Ford bids a fond farewell to its historic Product Development Center
Nearly 75 years after Henry Ford II announced the creation of Ford Motor Company’s Product Development Center, the automaker is planning to build a larger, more modern facility on the same site in Dearborn, Michigan. Before that can happen, however, the old one has to go, but not before a walk down Memory Lane—or, more appropriately, down Mahogany Row.
Ford is celebrating the storied history of the design, research, and engineering center, which was dedicated in May 1953 and has been the launching point for nearly every Ford model in the U.S. since 1955.
“To think that every vice president of design has worked here in some capacity. And all the cars that have been here … This place could tell stories,” says current vice president of design Moray Callum, who hosts a two-part YouTube salute to the historic Product Development Center. “I’m sad to see it go.”

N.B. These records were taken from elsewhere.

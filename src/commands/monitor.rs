//! The patient monitoring dashboard command.

use crate::config::{ViewMode, WardwatchConfig};
use crate::dashboard::{Dashboard, DashboardOptions};
use crate::patients::{self, SortKey, StatusFilter};
use crate::ui::ErrorScreen;

/// One-run overrides of the configured display settings.
#[derive(Debug, Clone, Copy, Default)]
pub struct MonitorOverrides {
    pub compact: bool,
    pub filter: Option<StatusFilter>,
    pub sort: Option<SortKey>,
}

impl MonitorOverrides {
    fn apply(self, config: &WardwatchConfig) -> DashboardOptions {
        let display = &config.display;
        DashboardOptions {
            view: if self.compact {
                ViewMode::Compact
            } else {
                display.view
            },
            filter: self.filter.unwrap_or(display.filter),
            sort: self.sort.unwrap_or(display.sort),
        }
    }
}

/// Runs the dashboard until the user quits.
///
/// # Errors
/// - If the configuration cannot be loaded (after showing an error screen)
/// - If the terminal cannot be initialized or drawn to
pub fn handle_monitor(overrides: MonitorOverrides) -> anyhow::Result<()> {
    tracing::info!("=== wardwatch dashboard starting ===");

    let config = match WardwatchConfig::load() {
        Ok(config) => config,
        Err(err) => {
            tracing::error!("Failed to load configuration: {err}");
            let message = format!(
                "Configuration Error:\n\n{err}\n\nPlease check your ~/.config/wardwatch/wardwatch.toml file and try again."
            );
            let mut error_screen = ErrorScreen::new()?;
            error_screen.show_error(&message)?;
            error_screen.cleanup()?;
            return Err(anyhow::anyhow!("Configuration error: {err}"));
        }
    };

    let options = overrides.apply(&config);
    let frame_interval = config.display.frame_interval();
    tracing::info!(
        "Display: view={}, filter={}, sort={}, frame_interval={:?}",
        options.view,
        options.filter.label(),
        options.sort.label(),
        frame_interval
    );

    let mut dashboard = Dashboard::new(patients::sample_roster(), options, frame_interval)?;
    let result = dashboard.run();
    dashboard.cleanup()?;
    result?;

    tracing::info!("=== wardwatch dashboard exited ===");
    Ok(())
}

#[cfg(test)]
mod tests {
    use super::*;

    #[test]
    fn test_overrides_take_precedence() {
        let config = WardwatchConfig::default();
        let overrides = MonitorOverrides {
            compact: true,
            filter: Some(StatusFilter::Critical),
            sort: None,
        };
        let options = overrides.apply(&config);
        assert_eq!(options.view, ViewMode::Compact);
        assert_eq!(options.filter, StatusFilter::Critical);
        assert_eq!(options.sort, SortKey::Name);
    }

    #[test]
    fn test_no_overrides_keep_config() {
        let mut config = WardwatchConfig::default();
        config.display.view = ViewMode::Compact;
        config.display.sort = SortKey::HeartRate;

        let options = MonitorOverrides::default().apply(&config);
        assert_eq!(options.view, ViewMode::Compact);
        assert_eq!(options.sort, SortKey::HeartRate);
        assert_eq!(options.filter, StatusFilter::All);
    }
}
//! Patient monitoring dashboard.
//!
//! Shows a grid of patient cards, each with live vitals and its own animated ECG trace,
//! a per-patient detail overlay and the ward schedule.

pub mod card;
pub mod detail;
pub mod schedule;
pub mod ui;

pub use ui::{Dashboard, DashboardOptions};
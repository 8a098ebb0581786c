//! Display recent log entries from the application.

use crate::logging;
use anyhow::anyhow;
use std::fs;
use std::path::{Path, PathBuf};

const DEFAULT_LINES: usize = 50;

/// Prints the last lines of the newest log file.
///
/// # Errors
/// - If the log directory cannot be determined
/// - If the log file cannot be read
pub fn handle_logs() -> anyhow::Result<()> {
    let log_dir = logging::log_dir()?;

    if !log_dir.exists() {
        println!("Log directory does not exist yet: {}", log_dir.display());
        println!("Logs will be created when the dashboard runs.");
        return Ok(());
    }

    let Some(log_file) = find_latest_log(&log_dir)? else {
        println!("No log files found in: {}", log_dir.display());
        return Ok(());
    };

    let content =
        fs::read_to_string(&log_file).map_err(|e| anyhow!("Failed to read log file: {e}"))?;

    if content.is_empty() {
        println!("Log file is empty: {}", log_file.display());
        return Ok(());
    }

    let lines: Vec<&str> = content.lines().collect();
    let tail = tail_lines(&lines, DEFAULT_LINES);

    if tail.len() < lines.len() {
        println!("Showing last {} of {} lines:", tail.len(), lines.len());
    } else {
        println!("Showing all {} lines:", lines.len());
    }
    println!("Full log file at: {}", log_file.display());
    println!();

    for line in tail {
        println!("{line}");
    }

    Ok(())
}

fn tail_lines<'a>(lines: &'a [&'a str], count: usize) -> &'a [&'a str] {
    &lines[lines.len().saturating_sub(count)..]
}

/// Finds the most recently modified log file in the directory.
fn find_latest_log(log_dir: &Path) -> anyhow::Result<Option<PathBuf>> {
    let entries =
        fs::read_dir(log_dir).map_err(|e| anyhow!("Failed to read log directory: {e}"))?;

    let mut latest: Option<(PathBuf, std::time::SystemTime)> = None;

    for entry in entries {
        let path = entry
            .map_err(|e| anyhow!("Failed to read directory entry: {e}"))?
            .path();

        let is_log = path
            .file_name()
            .and_then(|n| n.to_str())
            .is_some_and(logging::is_log_file);
        if !is_log {
            continue;
        }

        let Ok(modified) = fs::metadata(&path).and_then(|m| m.modified()) else {
            continue;
        };
        if latest.as_ref().is_none_or(|(_, newest)| modified > *newest) {
            latest = Some((path, modified));
        }
    }

    Ok(latest.map(|(path, _)| path))
}

#[cfg(test)]
mod tests {
    use super::*;

    #[test]
    fn test_tail_lines() {
        let lines = vec!["a", "b", "c"];
        assert_eq!(tail_lines(&lines, 2), &["b", "c"]);
        assert_eq!(tail_lines(&lines, 10), &["a", "b", "c"]);
    }
}
//! Terminal dashboard for the patient monitoring view.
//!
//! [`DashboardState`] holds everything the screen shows and reacts to keys; it owns one
//! [`PatientCard`] per visible patient so that every on-screen trace runs its own
//! animation loop. [`Dashboard`] wraps it with the real terminal.

use super::card::{self, PatientCard, CARD_BG, LABEL_FG, VALUE_FG};
use super::detail::{self, PatientDetail};
use super::schedule;
use crate::config::ViewMode;
use crate::monitor::clock::FrameId;
use crate::monitor::FrameClock;
use crate::patients::rounds::{self, RoundNote, ShiftAssignment};
use crate::patients::{self, Patient, SortKey, StatusFilter};
use chrono::{Local, NaiveDateTime};
use crossterm::{
    event::{self, Event, KeyCode, KeyEvent, KeyEventKind, KeyModifiers},
    execute,
    terminal::{disable_raw_mode, enable_raw_mode, EnterAlternateScreen, LeaveAlternateScreen},
};
use ratatui::{
    prelude::*,
    widgets::{Block, Paragraph},
};
use std::io::{self, Stdout};
use std::time::{Duration, Instant};
use tui_input::backend::crossterm::EventHandler;
use tui_input::Input;

const HEADER_FG: Color = Color::Rgb(255, 255, 255);
const HELP_FG: Color = Color::Rgb(100, 100, 100);
const BADGE_BG: Color = Color::Rgb(0xef, 0x44, 0x44);

/// Initial settings for a dashboard session.
#[derive(Debug, Clone, Copy, PartialEq, Eq)]
pub struct DashboardOptions {
    pub view: ViewMode,
    pub filter: StatusFilter,
    pub sort: SortKey,
}

/// Top-level screen of the dashboard.
#[derive(Debug, Clone, Copy, PartialEq, Eq)]
pub enum Screen {
    /// Patient grid with live monitors
    Patients,
    /// Staff shifts and ward round notes
    Schedule,
}

/// Outcome of handling one key.
#[derive(Debug, Clone, Copy, PartialEq, Eq)]
pub enum DashboardCommand {
    Continue,
    Quit,
}

/// Screen state independent of the terminal.
pub struct DashboardState {
    roster: Vec<Patient>,
    view: ViewMode,
    filter: StatusFilter,
    sort: SortKey,
    search: Input,
    searching: bool,
    selected: usize,
    screen: Screen,
    cards: Vec<PatientCard>,
    detail: Option<PatientDetail>,
    shifts: Vec<ShiftAssignment>,
    ward_rounds: Vec<RoundNote>,
    clock: FrameClock,
}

Callum says one of the features of the facility that he will always remember is the corridor outside the showroom in the Styling Building’s circular rotunda. Nicknamed Mahogany Row, the wood-paneled corridor is curved so you can’t see around the corner as you’re walking, which Callum says was “pretty trendy” for the time. That area housed Ford’s design brain trust for 67 years.

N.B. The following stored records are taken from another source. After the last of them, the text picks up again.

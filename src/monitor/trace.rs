//! Synthetic ECG signal generation.
//!
//! Produces one vertical displacement per horizontal column: a single sine cycle
//! across the surface width with a sharp downward and upward spike overlaid at the
//! start of the cycle to mimic a heartbeat complex.

use std::f64::consts::TAU;

/// Logical surface width shared by both size presets.
pub const SURFACE_WIDTH: usize = 400;

/// Logical surface height in normal mode.
pub const NORMAL_HEIGHT: usize = 96;

/// Logical surface height in compact mode.
pub const COMPACT_HEIGHT: usize = 32;

const NORMAL_AMPLITUDE: f64 = 30.0;
const COMPACT_AMPLITUDE: f64 = 15.0;

/// Cycles per full surface width.
const FREQUENCY: f64 = 1.0;
const PHASE: f64 = 0.0;

/// End of the downward deflection window, in radians into the cycle.
const DIP_WINDOW: f64 = 0.2;
/// End of the dominant upward spike window.
const SPIKE_WINDOW: f64 = 0.3;

/// Size preset for a trace.
#[derive(Debug, Clone, Copy, PartialEq, Eq)]
pub struct TraceShape {
    pub compact: bool,
}

impl TraceShape {
    pub fn new(compact: bool) -> Self {
        Self { compact }
    }

    /// Peak displacement of the base sinusoid.
    pub fn amplitude(self) -> f64 {
        if self.compact {
            COMPACT_AMPLITUDE
        } else {
            NORMAL_AMPLITUDE
        }
    }

    /// Logical surface height for this preset.
    pub fn height(self) -> usize {
        if self.compact {
            COMPACT_HEIGHT
        } else {
            NORMAL_HEIGHT
        }
    }
}

/// Computes the displacement for one column.
///
/// The spike overrides are mutually exclusive and checked in order: the dip
/// window first, the upward spike only when the dip window does not apply.
pub fn sample_at(x: usize, width: usize, amplitude: f64) -> f64 {
    let t = (x as f64 / width as f64) * TAU * FREQUENCY + PHASE;
    let cycle = t % TAU;

    if cycle < DIP_WINDOW {
        -amplitude * 2.0
    } else if cycle < SPIKE_WINDOW {
        amplitude * 3.0
    } else {
        t.sin() * amplitude
    }
}

/// Generates a full trace of exactly `width` samples.
pub fn generate_trace(width: usize, shape: TraceShape) -> Vec<f64> {
    let amplitude = shape.amplitude();
    (0..width).map(|x| sample_at(x, width, amplitude)).collect()
}
//! Ward schedule screen: today's staff shifts and ward round outcomes.

use super::card::{LABEL_FG, VALUE_FG};
use super::detail::round_lines;
use crate::patients::rounds::{self, RoundNote, ShiftAssignment};
use chrono::NaiveDateTime;
use ratatui::{
    prelude::*,
    widgets::{Block, Borders, Paragraph, Row, Table, Wrap},
};

const ON_SHIFT_MARK: &str = "●";

fn hours(shift: &ShiftAssignment) -> String {
    let mut text = format!(
        "{} - {}",
        shift.start.format("%H:%M"),
        shift.end.format("%H:%M")
    );
    for pause in &shift.breaks {
        text.push_str(&format!(
            " ({} {} - {})",
            pause.label,
            pause.start.format("%H:%M"),
            pause.end.format("%H:%M")
        ));
    }
    text
}

/// Renders the schedule screen. Staff on shift at `now` are marked.
pub fn render_schedule(
    frame: &mut Frame,
    area: Rect,
    shifts: &[ShiftAssignment],
    ward_rounds: &[RoundNote],
    now: NaiveDateTime,
) {
    let on_shift = rounds::on_shift(shifts, now.time());

    let [title_area, staff_area, rounds_area] = Layout::vertical([
        Constraint::Length(1),
        Constraint::Length(shifts.len() as u16 + 3),
        Constraint::Min(0),
    ])
    .areas(area);

    let title = Line::from(vec![
        Span::styled(
            " Schedule & Rounds ",
            Style::default().fg(VALUE_FG).add_modifier(Modifier::BOLD),
        ),
        Span::styled(
            format!(
                "Week of {}  •  {} on shift now",
                now.format("%Y-%m-%d"),
                on_shift.len()
            ),
            Style::default().fg(LABEL_FG),
        ),
    ]);
    frame.render_widget(Paragraph::new(title), title_area);

    let header = Row::new(["", "Employee", "Role", "Unit", "Shift", "Hours", "Status"])
        .style(Style::default().fg(LABEL_FG).add_modifier(Modifier::BOLD));
    let rows = shifts.iter().map(|shift| {
        let mark = if on_shift.contains(&shift) {
            ON_SHIFT_MARK
        } else {
            ""
        };
        Row::new(vec![
            Line::from(mark),
            Line::from(shift.employee_name.clone()),
            Line::from(shift.role.clone()),
            Line::from(shift.unit.clone()),
            Line::from(shift.shift_type.label()),
            Line::from(hours(shift)),
            Line::from(Span::styled(
                shift.status.label(),
                Style::default().fg(shift.status.color()),
            )),
        ])
        .style(Style::default().fg(VALUE_FG))
    });
    let table = Table::new(
        rows,
        [
            Constraint::Length(1),
            Constraint::Length(18),
            Constraint::Length(18),
            Constraint::Length(18),
            Constraint::Length(6),
            Constraint::Min(14),
            Constraint::Length(12),
        ],
    )
    .header(header)
    .block(
        Block::default()
            .borders(Borders::ALL)
            .border_style(Style::default().fg(LABEL_FG))
            .title(" Staff Schedule "),
    );
    frame.render_widget(table, staff_area);

    let lines: Vec<Line> = ward_rounds.iter().flat_map(round_lines).collect();
    let rounds_block = Block::default()
        .borders(Borders::ALL)
        .border_style(Style::default().fg(LABEL_FG))
        .title(" Rounds & Outcomes ");
    frame.render_widget(
        Paragraph::new(lines)
            .block(rounds_block)
            .wrap(Wrap { trim: true }),
        rounds_area,
    );
}

#[cfg(test)]
mod tests {
    use super::*;
    use crate::patients::rounds::{sample_rounds, sample_shifts};
    use chrono::NaiveDate;
    use ratatui::backend::TestBackend;

    fn at(hour: u32) -> NaiveDateTime {
        NaiveDate::from_ymd_opt(2024, 2, 22)
            .and_then(|date| date.and_hms_opt(hour, 0, 0))
            .unwrap()
    }

    fn rendered(now: NaiveDateTime) -> Vec<String> {
        let mut terminal = Terminal::new(TestBackend::new(120, 40)).unwrap();
        terminal
            .draw(|frame| {
                let area = frame.area();
                render_schedule(frame, area, &sample_shifts(), &sample_rounds(), now);
            })
            .unwrap();
        let buffer = terminal.backend().buffer();
        (0..buffer.area.height)
            .map(|y| {
                (0..buffer.area.width)
                    .map(|x| buffer[(x, y)].symbol())
                    .collect()
            })
            .collect()
    }

    #[test]
    fn test_hours_include_breaks() {
        let shifts = sample_shifts();
        assert_eq!(hours(&shifts[0]), "07:00 - 15:00");
        assert_eq!(hours(&shifts[2]), "15:00 - 23:00 (Break 17:00 - 17:30)");
    }

    #[test]
    fn test_marks_staff_on_shift() {
        let rows = rendered(at(10));
        assert!(rows[0].contains("Schedule & Rounds"));
        assert!(rows[0].contains("2 on shift now"));

        let row_of = |name: &str| rows.iter().find(|row| row.contains(name)).unwrap().clone();
        assert!(row_of("Dr. Sarah Smith").contains(ON_SHIFT_MARK));
        assert!(row_of("Trenton Kilroy").contains(ON_SHIFT_MARK));
        assert!(!row_of("Alicia Adams").contains(ON_SHIFT_MARK));
        assert!(row_of("Alicia Adams").contains("vacation"));
    }

    #[test]
    fn test_lists_round_outcomes() {
        let text = rendered(at(22)).concat();
        assert!(text.contains("Rounds & Outcomes"));
        assert!(text.contains("Room ICU-103"));
        assert!(text.contains("Outcome: Continue current treatment plan"));
        assert!(text.contains("Attendees: Dr. Smith, Nurse Johnson, Dr. Chen"));
    }
}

The Product Development Center includes the main showroom (“modeled after the Ford Rotunda,” according to Ford), studios, and a courtyard that Callum says served as both “a great space to stand back and look at the cars” and a meeting place for special events and car shows.
In part two of the video series, Callum talks about a few of the items on display in the showroom: a 1999 Ford Thunderbird concept, the original clay model for the 2016 Ford GT, and a 1961–63 Lincoln Continental, which he called “understated but elegant.”
Henry Ford II announced the creation of the PDC in June, 1946. It was built on an 800-acre site across the road from The Henry Ford Museum and included nine new buildings, in addition to some that were already there. Among the first cars designed there was the Thunderbird.
Demolition on the Styling Building has already begun. The new Product Development Center is being designed by Snøhetta, a Norwegian architectural firm. The Central Campus and Hub Neighborhood portions of the sprawling campus are expected to be completed in 2025.
“As sad as it is to see this go, we’re all excited about the new building,” Callum says. “… I think people will have the same sense of excitement and pride that they’ve built something new and something fantastic.”